--- Given data ---

//! Presence timeline chart.

use chrono::{DateTime, Duration, FixedOffset, Offset, Utc};
use serde::{Deserialize, Serialize};

use crate::RenderError;
use crate::color::{Rgba, main_color, palette_color};
use crate::layout::{Geometry, Layout};
use crate::png;
use crate::raster::{Canvas, Raster, Rect, TEXT_SCALE};
use crate::ticks::{Tick, TickWeight, choose_ticks};

const BACKGROUND: Rgba = Rgba::WHITE;
const LABEL: Rgba = Rgba::rgb(66, 66, 66);
const PRIMARY_GRID: Rgba = Rgba::rgb(200, 200, 200);
const SECONDARY_GRID: Rgba = Rgba::rgb(100, 100, 100);
const FRAME_LINE: Rgba = Rgba::rgb(0, 105, 92);
const NOW_LINE: Rgba = Rgba::rgb(220, 50, 47);
const STREAM_ACCENT: Rgba = Rgba::rgb(88, 101, 242);

const STREAM_THICKNESS: f64 = 6.0;
const STREAM_GAP: f64 = 2.0;
const AVATAR_MARGIN: f64 = 3.0;
/// Gap between the chart top and the primary tick labels.
const LABEL_GAP: f64 = 5.0;

/// How prominently a presence interval is drawn.
#[derive(Debug, Clone, Copy, PartialEq, Eq, Hash, Default, Serialize, Deserialize)]
#[serde(rename_all = "snake_case")]
pub enum Emphasis {
    #[default]
    Unmuted,
    Muted,
    MutedDeafened,
}

impl Emphasis {
    /// Deafening implies muting, so `deaf` alone maps to [`Emphasis::MutedDeafened`].
    pub const fn from_flags(mute: bool, deaf: bool) -> Self {
        match (mute, deaf) {
            (_, true) => Self::MutedDeafened,
            (true, false) => Self::Muted,
            (false, false) => Self::Unmuted,
        }
    }

    pub const fn alpha(self) -> u8 {
        match self {
            Self::Unmuted => 255,
            Self::Muted => 160,
            Self::MutedDeafened => 90,
        }
    }
}

/// A time range; `end: None` is still open and is drawn up to `now`.
#[derive(Debug, Clone, Copy, PartialEq, Eq)]
pub struct Section {
    pub start: DateTime<Utc>,
    pub end: Option<DateTime<Utc>>,
}

#[derive(Debug, Clone, Copy, PartialEq, Eq)]
pub struct PresenceSection {
    pub section: Section,
    pub emphasis: Emphasis,
}

/// One participant row.
#[derive(Debug, Clone, Default)]
pub struct Entry {
    /// Seeds the fallback colour when there is neither avatar nor colour.
    pub key: u64,
    pub avatar: Option<Raster>,
    pub color: Option<Rgba>,
    pub presence: Vec<PresenceSection>,
    pub streaming: Vec<Section>,
}

impl Entry {
    pub fn new(key: u64) -> Self {
        Self {
            key,
            ..Self::default()
        }
    }

    #[must_use]
    pub fn with_avatar(mut self, avatar: Option<Raster>) -> Self {
        self.avatar = avatar;
        self
    }

    #[must_use]
    pub const fn with_color(mut self, color: Option<Rgba>) -> Self {
        self.color = color;
        self
    }

    pub fn add_presence(
        &mut self,
        start: DateTime<Utc>,
        end: Option<DateTime<Utc>>,
        emphasis: Emphasis,
    ) -> &mut Self {
        self.presence.push(PresenceSection {
            section: Section { start, end },
            emphasis,
        });
        self
    }

    pub fn add_streaming(&mut self, start: DateTime<Utc>, end: Option<DateTime<Utc>>) -> &mut Self {
        self.streaming.push(Section { start, end });
        self
    }

    /// Explicit colour, else the avatar's main colour, else a palette colour.
    pub fn bar_color(&self) -> Rgba {
        self.color
            .or_else(|| self.avatar.as_ref().map(main_color))
            .unwrap_or_else(|| palette_color(self.key))
    }
}

/// Everything needed to draw one chart. Rendering reads no clock.
#[derive(Debug, Clone)]
pub struct Timeline {
    pub start: DateTime<Utc>,
    pub frame_end: DateTime<Utc>,
    /// Open intervals end here.
    pub now: DateTime<Utc>,
    /// Offset used to align ticks and format labels.
    pub utc_offset: FixedOffset,
    pub entries: Vec<Entry>,
    pub now_indicator: bool,
    pub layout: Layout,
    /// Overrides the automatic (primary, secondary) tick spacing.
    pub ticks: Option<(Duration, Duration)>,
}

impl Timeline {
    pub fn new(start: DateTime<Utc>, frame_end: DateTime<Utc>, now: DateTime<Utc>) -> Self {
        Self {
            start,
            frame_end,
            now,
            utc_offset: Utc.fix(),
            entries: Vec::new(),
            now_indicator: false,
            layout: Layout::default(),
            ticks: None,
        }
    }

    #[must_use]
    pub const fn with_offset(mut self, offset: FixedOffset) -> Self {
        self.utc_offset = offset;
        self
    }

    #[must_use]
    pub const fn with_now_indicator(mut self, enabled: bool) -> Self {
        self.now_indicator = enabled;
        self
    }

    #[must_use]
    pub const fn with_layout(mut self, layout: Layout) -> Self {
        self.layout = layout;
        self
    }

    pub fn push(&mut self, entry: Entry) {
        self.entries.push(entry);
    }

    pub fn span(&self) -> Duration {
        self.frame_end - self.start
    }

    pub fn geometry(&self) -> Geometry {
        self.layout.geometry(self.entries.len())
    }

    pub fn tick_spacing(&self) -> (Tick, Tick) {
        match self.ticks {
            Some((primary, secondary)) => (
                Tick::new(primary, TickWeight::Primary),
                Tick::new(secondary, TickWeight::Secondary),
            ),
            None => choose_ticks(self.span()),
        }
    }

    /// Draws the chart onto `canvas`, which must be at least `geometry()` in size.
    pub fn draw<C: Canvas + ?Sized>(&self, canvas: &mut C) -> Result<Geometry, RenderError> {
        if self.frame_end < self.start {
            return Err(RenderError::InvalidFrame {
                start: self.start,
                frame_end: self.frame_end,
            });
        }
        let geometry = self.geometry();
        canvas.fill_rect(
            Rect::new(
                0.0,
                0.0,
                f64::from(geometry.width),
                f64::from(geometry.height),
            ),
            BACKGROUND,
        );

        self.draw_ticks(canvas, &geometry);
        for (row, entry) in self.entries.iter().enumerate() {
            self.draw_entry(canvas, &geometry, row, entry);
        }

        let area = geometry.timeline;
        canvas.vline(area.x, area.y, area.bottom(), FRAME_LINE);
        canvas.vline(area.right(), area.y, area.bottom(), FRAME_LINE);

        if self.now_indicator && self.start <= self.now && self.now <= self.frame_end {
            let x = geometry.x_at(self.fraction(self.now));
            canvas.vline(x, area.y, area.bottom(), NOW_LINE);
        }
        Ok(geometry)
    }

    pub fn render(&self) -> Result<Raster, RenderError> {
        let geometry = self.geometry();
        let mut raster = Raster::new(geometry.width, geometry.height, BACKGROUND);
        self.draw(&mut raster)?;
        tracing::debug!(
            width = geometry.width,
            height = geometry.height,
            rows = self.entries.len(),
            "rendered timeline"
        );
        Ok(raster)
    }

    pub fn render_png(&self) -> Result<Vec<u8>, RenderError> {
        png::encode(&self.render()?)
    }

    fn fraction(&self, at: DateTime<Utc>) -> f64 {
        let span = self.span().num_milliseconds();
        if span <= 0 {
            return 0.0;
        }
        (at - self.start).num_milliseconds() as f64 / span as f64
    }

    fn draw_ticks<C: Canvas + ?Sized>(&self, canvas: &mut C, geometry: &Geometry) {
        let area = geometry.timeline;
        let label_height = f64::from(crate::glyph::GLYPH_HEIGHT * TEXT_SCALE);
        let (primary, secondary) = self.tick_spacing();

        for (line, tick) in [primary, secondary].into_iter().enumerate() {
            let color = match tick.weight {
                TickWeight::Primary => PRIMARY_GRID,
                TickWeight::Secondary => SECONDARY_GRID,
            };
            let label_y = area.y - LABEL_GAP - line as f64 * (label_height + LABEL_GAP);
            for at in tick.positions(self.start, self.frame_end, self.utc_offset) {
                let x = geometry.x_at(self.fraction(at));
                let label = at
                    .with_timezone(&self.utc_offset)
                    .format(tick.label_format)
                    .to_string();
                canvas.text(&label, x, label_y, LABEL);
                canvas.vline(x, area.y, area.bottom(), color);
            }
        }
    }

    fn draw_entry<C: Canvas + ?Sized>(
        &self,
        canvas: &mut C,
        geometry: &Geometry,
        row: usize,
        entry: &Entry,
    ) {
        let color = entry.bar_color();

        let head = geometry.headline_cell(row);
        let (cx, cy) = (head.x + head.w / 2.0, head.y + head.h / 2.0);
        let radius = (head.w.min(head.h) / 2.0 - AVATAR_MARGIN).max(0.0);
        match &entry.avatar {
            Some(avatar) => canvas.image_circle(avatar, cx, cy, radius),
            None => canvas.fill_circle(cx, cy, radius, color),
        }

        let cell = geometry.timeline_cell(row);
        let bar_top = cell.y + (cell.h - geometry.bar_thickness) / 2.0;
        for presence in &entry.presence {
            let rect = self.section_rect(geometry, presence.section, bar_top, geometry.bar_thickness);
            if let Some(rect) = rect {
                canvas.fill_rect(rect, color.with_alpha(presence.emphasis.alpha()));
            }
        }

        let stream_top = bar_top + geometry.bar_thickness + STREAM_GAP;
        for &section in &entry.streaming {
            let rect = self.section_rect(geometry, section, stream_top, STREAM_THICKNESS);
            if let Some(rect) = rect {
                canvas.fill_rect(rect, STREAM_ACCENT);
            }
        }
    }

    fn section_rect(
        &self,
        geometry: &Geometry,
        section: Section,
        top: f64,
        height: f64,
    ) -> Option<Rect> {
        let end = section.end.unwrap_or(self.now).max(section.start);
        let x0 = geometry.x_at(self.fraction(section.start));
        let x1 = geometry.x_at(self.fraction(end));
        (x1 > x0).then(|| Rect::new(x0, top, x1 - x0, height))
    }
}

---

▶ [Goal of the exercise] What lines hold the string "bool"? Pick them out of the data.

▶ [Written solution]
    pub const fn from_flags(mute: bool, deaf: bool) -> Self {
    pub now_indicator: bool,
    pub const fn with_now_indicator(mut self, enabled: bool) -> Self {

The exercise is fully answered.